◆ PROBLEM
Copy nothing but the lines below running from the line containing "kind of command." through the line containing "construct the structure.", both end lines included.
[RECORDS FOR THIS TASK Boundary: Start]
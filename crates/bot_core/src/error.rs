//! Error types for the decision engine.
//!
//! Nothing here is fatal at tick level: every error degrades to a status
//! line and a retry on the next frame.

use thiserror::Error;

use crate::config::ConfigError;
use crate::math::TilePosition;
use crate::unit_kind::UnitKind;
use crate::world::UnitId;

/// Result type alias using [`BotError`].
pub type Result<T> = std::result::Result<T, BotError>;

/// Top-level error type for the engine crate.
#[derive(Debug, Error)]
pub enum BotError {
    /// Configuration could not be loaded or is invalid.
    #[error(transparent)]
    Config(#[from] ConfigError),

    /// The world refused a command.
    #[error(transparent)]
    Command(#[from] CommandError),

    /// The scheduler could not make progress this frame.
    #[error(transparent)]
    Schedule(#[from] ScheduleError),
}

/// A command refused by the world at the moment it was issued.
#[derive(Debug, Clone, PartialEq, Eq, Error)]
pub enum CommandError {
    /// The acting or targeted unit no longer exists.
    #[error("unit {0} does not exist")]
    UnknownUnit(UnitId),

    /// The player cannot pay for the item.
    #[error("cannot afford {0}")]
    CannotAfford(UnitKind),

    /// The location is not legal for this structure.
    #[error("cannot place {kind} at {at}")]
    IllegalPlacement {
        /// Structure being placed.
        kind: UnitKind,
        /// Requested top-left tile.
        at: TilePosition,
    },

    /// The unit cannot carry out this kind of command.
    #[error("unit {unit} cannot do that: {reason}")]
    Incapable {
        /// Acting unit.
        unit: UnitId,
        /// World-provided explanation.
        reason: String,
    },
}

/// Why the build order scheduler made no progress this frame.
///
/// `Display` renders the status text shown to the player.
#[derive(Debug, Clone, PartialEq, Eq, Error)]
pub enum ScheduleError {
    /// Stock does not cover the head item's price.
    #[error("{kind} {have_minerals}/{need_minerals} minerals, {have_gas}/{need_gas} gas")]
    InsufficientResources {
        /// Queue head.
        kind: UnitKind,
        /// Current mineral stock.
        have_minerals: i32,
        /// Mineral price.
        need_minerals: i32,
        /// Current gas stock.
        have_gas: i32,
        /// Gas price.
        need_gas: i32,
    },

    /// No worker is free to construct the structure.
    #[error("No available worker to build {0}")]
    NoBuilder(UnitKind),

    /// Placement search found no legal tile.
    #[error("No valid build location found for {0}")]
    NoPlacement(UnitKind),

    /// No completed structure of the producing type exists.
    #[error("No available {producer} for {kind}")]
    NoProducer {
        /// Item to train.
        kind: UnitKind,
        /// Kind that trains it.
        producer: UnitKind,
    },

    /// The world refused the build or train command.
    #[error("Failed to issue order for {kind}: {source}")]
    CommandRejected {
        /// Item being produced.
        kind: UnitKind,
        /// World's reason.
        #[source]
        source: CommandError,
    },

    /// A pending construction never appeared and was given up.
    #[error("Construction of {kind} did not start within {frames} frames, retrying")]
    ConstructionAbandoned {
        /// Structure that never appeared.
        kind: UnitKind,
        /// Frames waited.
        frames: u32,
    },
}
//! Build order scheduler.
//!
//! Owns the production queue and makes at most one production decision per
//! frame. The queue head is only removed on confirmed progress:
//!
//! - a trainable unit is popped as soon as its train command is accepted;
//! - a structure is popped once the live count of its kind reaches the
//!   target recorded when the build command was accepted.
//!
//! While that pending record exists nothing else is produced. Every failure
//! becomes a [`SchedulerStatus::Blocked`] and is retried next frame.

use std::collections::VecDeque;
use std::fmt;

use tracing::{debug, info, warn};

use crate::assignments::{AssignmentTable, Role};
use crate::config::{PlacementConfig, SchedulerConfig};
use crate::error::ScheduleError;
use crate::math::TilePosition;
use crate::placement;
use crate::unit_kind::UnitKind;
use crate::world::{GameWorld, Snapshot, UnitCommand, UnitId};

/// A structure whose build command was accepted but which has not appeared.
#[derive(Debug, Clone, Copy, PartialEq, Eq)]
pub struct PendingConstruction {
    /// Structure kind.
    pub kind: UnitKind,
    /// Live count of `kind` that confirms the start.
    pub target_count: usize,
    /// Worker sent to build it.
    pub builder: UnitId,
    /// Frame the command was accepted.
    pub issued_frame: u32,
}

/// Outcome of the most recent scheduler tick.
#[derive(Debug, Clone, PartialEq, Eq, Default)]
pub enum SchedulerStatus {
    /// Not ticked yet.
    #[default]
    Idle,
    /// A pending structure has not appeared yet.
    Waiting(UnitKind),
    /// A pending structure appeared and was removed from the queue.
    ConstructionStarted(UnitKind),
    /// A build command was accepted.
    BuildOrdered {
        /// Structure kind.
        kind: UnitKind,
        /// Chosen top-left tile.
        at: TilePosition,
        /// Worker sent.
        builder: UnitId,
    },
    /// A train command was accepted and the item removed from the queue.
    Trained {
        /// Unit kind.
        kind: UnitKind,
        /// Structure training it.
        producer: UnitId,
    },
    /// No progress this frame.
    Blocked(ScheduleError),
}

impl SchedulerStatus {
    /// Whether this tick removed the queue head.
    #[must_use]
    pub const fn popped(&self) -> bool {
        matches!(self, Self::ConstructionStarted(_) | Self::Trained { .. })
    }
}

impl fmt::Display for SchedulerStatus {
    fn fmt(&self, f: &mut fmt::Formatter<'_>) -> fmt::Result {
        match self {
            Self::Idle => f.write_str("Idle"),
            Self::Waiting(kind) => write!(f, "Waiting for {kind} construction to start"),
            Self::ConstructionStarted(kind) => write!(f, "{kind} construction started"),
            Self::BuildOrdered { kind, at, .. } => write!(f, "Building {kind} at {at}"),
            Self::Trained { kind, .. } => write!(f, "Training {kind}"),
            Self::Blocked(err) => write!(f, "{err}"),
        }
    }
}

/// FIFO production queue plus the pending construction gate.
#[derive(Debug, Clone)]
pub struct BuildScheduler {
    queue: VecDeque<UnitKind>,
    pending: Option<PendingConstruction>,
    status: SchedulerStatus,
    config: SchedulerConfig,
    placement: PlacementConfig,
}

impl BuildScheduler {
    /// Create a scheduler with `opening` as the initial queue.
    #[must_use]
    pub fn new(
        opening: impl IntoIterator<Item = UnitKind>,
        config: SchedulerConfig,
        placement: PlacementConfig,
    ) -> Self {
        Self {
            queue: opening.into_iter().collect(),
            pending: None,
            status: SchedulerStatus::Idle,
            config,
            placement,
        }
    }

    /// Current queue, head first.
    #[must_use]
    pub fn queue(&self) -> &VecDeque<UnitKind> {
        &self.queue
    }

    /// The pending construction record, if any.
    #[must_use]
    pub fn pending(&self) -> Option<&PendingConstruction> {
        self.pending.as_ref()
    }

    /// Result of the last tick.
    #[must_use]
    pub fn status(&self) -> &SchedulerStatus {
        &self.status
    }

    /// Append an item at the tail.
    pub fn push(&mut self, kind: UnitKind) {
        self.queue.push_back(kind);
    }

    /// Replace the queue and drop any pending record.
    pub fn reset(&mut self, opening: impl IntoIterator<Item = UnitKind>) {
        self.queue = opening.into_iter().collect();
        self.pending = None;
        self.status = SchedulerStatus::Idle;
    }

    /// Make at most one production decision.
    pub fn tick<W: GameWorld + ?Sized>(
        &mut self,
        world: &mut W,
        snapshot: &Snapshot,
        assignments: &mut AssignmentTable,
    ) -> &SchedulerStatus {
        self.status = self.decide(world, snapshot, assignments);
        &self.status
    }

    fn decide<W: GameWorld + ?Sized>(
        &mut self,
        world: &mut W,
        snapshot: &Snapshot,
        assignments: &mut AssignmentTable,
    ) -> SchedulerStatus {
        if let Some(pending) = self.pending {
            return self.check_pending(pending, snapshot, assignments);
        }

        if self.queue.is_empty() {
            let kind = self.refill(snapshot);
            debug!(kind = %kind, "Build queue empty, refilled");
            self.queue.push_back(kind);
        }
        let Some(&kind) = self.queue.front() else {
            return SchedulerStatus::Idle;
        };

        let player = snapshot.player;
        if !player.can_afford(kind) {
            return SchedulerStatus::Blocked(ScheduleError::InsufficientResources {
                kind,
                have_minerals: player.minerals,
                need_minerals: kind.mineral_cost(),
                have_gas: player.gas,
                need_gas: kind.gas_cost(),
            });
        }

        let result = if kind.is_building() {
            self.order_structure(world, snapshot, assignments, kind)
        } else {
            self.train_unit(world, snapshot, kind)
        };
        result.unwrap_or_else(|err| {
            debug!(frame = snapshot.frame, %err, "Build order blocked");
            SchedulerStatus::Blocked(err)
        })
    }

    fn check_pending(
        &mut self,
        pending: PendingConstruction,
        snapshot: &Snapshot,
        assignments: &mut AssignmentTable,
    ) -> SchedulerStatus {
        let count = snapshot.count_own(pending.kind);
        if count >= pending.target_count {
            self.pending = None;
            self.queue.pop_front();
            info!(
                kind = %pending.kind,
                count,
                remaining = self.queue.len(),
                "Construction started"
            );
            return SchedulerStatus::ConstructionStarted(pending.kind);
        }

        let waited = snapshot.frame.saturating_sub(pending.issued_frame);
        let timeout = self.config.pending_timeout_frames;
        if timeout > 0 && waited >= timeout {
            self.pending = None;
            if assignments.role_of(pending.builder) == Some(Role::Construction) {
                assignments.remove(pending.builder);
            }
            warn!(
                kind = %pending.kind,
                builder = pending.builder,
                waited,
                "Pending construction abandoned"
            );
            return SchedulerStatus::Blocked(ScheduleError::ConstructionAbandoned {
                kind: pending.kind,
                frames: waited,
            });
        }

        SchedulerStatus::Waiting(pending.kind)
    }

    fn order_structure<W: GameWorld + ?Sized>(
        &mut self,
        world: &mut W,
        snapshot: &Snapshot,
        assignments: &mut AssignmentTable,
        kind: UnitKind,
    ) -> Result<SchedulerStatus, ScheduleError> {
        let builder = pick_builder(snapshot, assignments, kind).ok_or(ScheduleError::NoBuilder(kind))?;

        let candidates = placement::search(
            &*world,
            snapshot,
            kind,
            snapshot.player.start_location,
            &self.placement,
        );
        let at = placement::choose(&candidates).ok_or(ScheduleError::NoPlacement(kind))?;

        world
            .issue(UnitCommand::Build { builder, kind, at })
            .map_err(|source| {
                warn!(kind = %kind, builder, at = %at, %source, "Build command rejected");
                ScheduleError::CommandRejected { kind, source }
            })?;

        let target_count = snapshot.count_own(kind) + 1;
        assignments.assign(builder, Role::Construction, None, snapshot.frame);
        self.pending = Some(PendingConstruction {
            kind,
            target_count,
            builder,
            issued_frame: snapshot.frame,
        });
        info!(kind = %kind, builder, at = %at, target_count, "Build ordered");
        Ok(SchedulerStatus::BuildOrdered { kind, at, builder })
    }

    fn train_unit<W: GameWorld + ?Sized>(
        &mut self,
        world: &mut W,
        snapshot: &Snapshot,
        kind: UnitKind,
    ) -> Result<SchedulerStatus, ScheduleError> {
        let producer_kind = kind.what_builds().ok_or(ScheduleError::NoProducer {
            kind,
            producer: kind,
        })?;
        let producer = snapshot
            .own
            .iter()
            .filter(|u| u.kind == producer_kind && u.is_completed)
            .min_by_key(|u| u.training_queue)
            .map(|u| u.id)
            .ok_or(ScheduleError::NoProducer {
                kind,
                producer: producer_kind,
            })?;

        world
            .issue(UnitCommand::Train { producer, kind })
            .map_err(|source| {
                warn!(kind = %kind, producer, %source, "Train command rejected");
                ScheduleError::CommandRejected { kind, source }
            })?;

        self.queue.pop_front();
        info!(kind = %kind, producer, remaining = self.queue.len(), "Training");
        Ok(SchedulerStatus::Trained { kind, producer })
    }

    /// Choose one item to append when the queue runs dry.
    #[must_use]
    pub fn refill(&self, snapshot: &Snapshot) -> UnitKind {
        let rules = &self.config.refill;
        let player = snapshot.player;
        if player.supply_headroom() <= rules.supply_headroom {
            rules.supply
        } else if snapshot.count_own(rules.light_melee) < rules.min_light_melee {
            rules.light_melee
        } else if player.gas > player.minerals {
            rules.ranged
        } else {
            rules.light_melee
        }
    }
}

/// Lowest-id idle worker not already constructing, else the lowest-id
/// mineral harvester. Gas harvesters are never pulled.
fn pick_builder(snapshot: &Snapshot, assignments: &AssignmentTable, kind: UnitKind) -> Option<UnitId> {
    let producer = kind.what_builds()?;
    let candidates = || snapshot.workers().filter(move |w| w.kind == producer);

    candidates()
        .find(|w| {
            w.is_idle()
                && !matches!(
                    assignments.role_of(w.id),
                    Some(Role::Construction | Role::HarvestGas)
                )
        })
        .or_else(|| {
            candidates().find(|w| assignments.role_of(w.id) == Some(Role::HarvestMinerals))
        })
        .map(|w| w.id)
}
[RECORDS FOR THIS TASK Boundary: End]
◆ RESULT OF THIS EXERCISE
    /// The unit cannot carry out this kind of command.
    #[error("unit {unit} cannot do that: {reason}")]
    Incapable {
        /// Acting unit.
        unit: UnitId,
        /// World-provided explanation.
        reason: String,
    },
}

/// Why the build order scheduler made no progress this frame.
///
/// `Display` renders the status text shown to the player.
#[derive(Debug, Clone, PartialEq, Eq, Error)]
pub enum ScheduleError {
    /// Stock does not cover the head item's price.
    #[error("{kind} {have_minerals}/{need_minerals} minerals, {have_gas}/{need_gas} gas")]
    InsufficientResources {
        /// Queue head.
        kind: UnitKind,
        /// Current mineral stock.
        have_minerals: i32,
        /// Mineral price.
        need_minerals: i32,
        /// Current gas stock.
        have_gas: i32,
        /// Gas price.
        need_gas: i32,
    },

    /// No worker is free to construct the structure.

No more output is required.